- _WHAT YOU HAVE TO DO_:
Find and copy every line in the records that includes the string "slice".

- _EXERCISE MATERIALS_:
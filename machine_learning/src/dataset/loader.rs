use std::io::BufRead;

use ndarray::{Array2, ArrayView2, s};

use super::{InMemoryDataset, LoadErr};
use crate::{Result, error::MlError};

/// Builds a dataset out of flat rows, each holding `x_size` inputs followed by `y_size` targets.
///
/// # Returns
/// An error if the sizes are zero or `data` doesn't hold a whole amount of rows.
pub fn from_rows(data: &[f32], x_size: usize, y_size: usize) -> Result<InMemoryDataset> {
    let row_size = x_size + y_size;
    if x_size == 0 || y_size == 0 {
        return Err(MlError::InvalidInput("x_size and y_size must be positive"));
    }

    if data.is_empty() || data.len() % row_size != 0 {
        return Err(MlError::ShapeMismatch {
            what: "dataset rows",
            got: data.len(),
            expected: (data.len() / row_size).max(1) * row_size,
        });
    }

    let rows = ArrayView2::from_shape((data.len() / row_size, row_size), data)
        .map_err(|_| MlError::InvalidInput("dataset rows shape"))?;

    let x: Array2<f32> = rows.slice(s![.., ..x_size]).to_owned();
    let y: Array2<f32> = rows.slice(s![.., x_size..]).to_owned();
    InMemoryDataset::new(x, y)
}

/// Reads a comma separated file of `x_size + y_size` values per line.
///
/// Blank lines are skipped.
pub fn read_csv<R: BufRead>(
    reader: R,
    x_size: usize,
    y_size: usize,
) -> std::result::Result<InMemoryDataset, LoadErr> {
    let row_size = x_size + y_size;
    let mut data = Vec::new();

    for (i, line) in reader.lines().enumerate() {
        let line = line?;
        let line = line.trim();
        if line.is_empty() {
            continue;
        }

        let values = line
            .split(',')
            .map(|v| {
                v.trim().parse::<f32>().map_err(|_| LoadErr::Parse {
                    line: i + 1,
                    msg: format!("cannot parse '{v}' as f32"),
                })
            })
            .collect::<std::result::Result<Vec<_>, _>>()?;

        if values.len() != row_size {
            return Err(LoadErr::Parse {
                line: i + 1,
                msg: format!(
                    "expected {row_size} values (x_size={x_size} + y_size={y_size}), got {}",
                    values.len()
                ),
            });
        }

        data.extend(values);
    }

    Ok(from_rows(&data, x_size, y_size)?)
}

- _OUTPUT FOR THIS TASK_:
    let x: Array2<f32> = rows.slice(s![.., ..x_size]).to_owned();
    let y: Array2<f32> = rows.slice(s![.., x_size..]).to_owned();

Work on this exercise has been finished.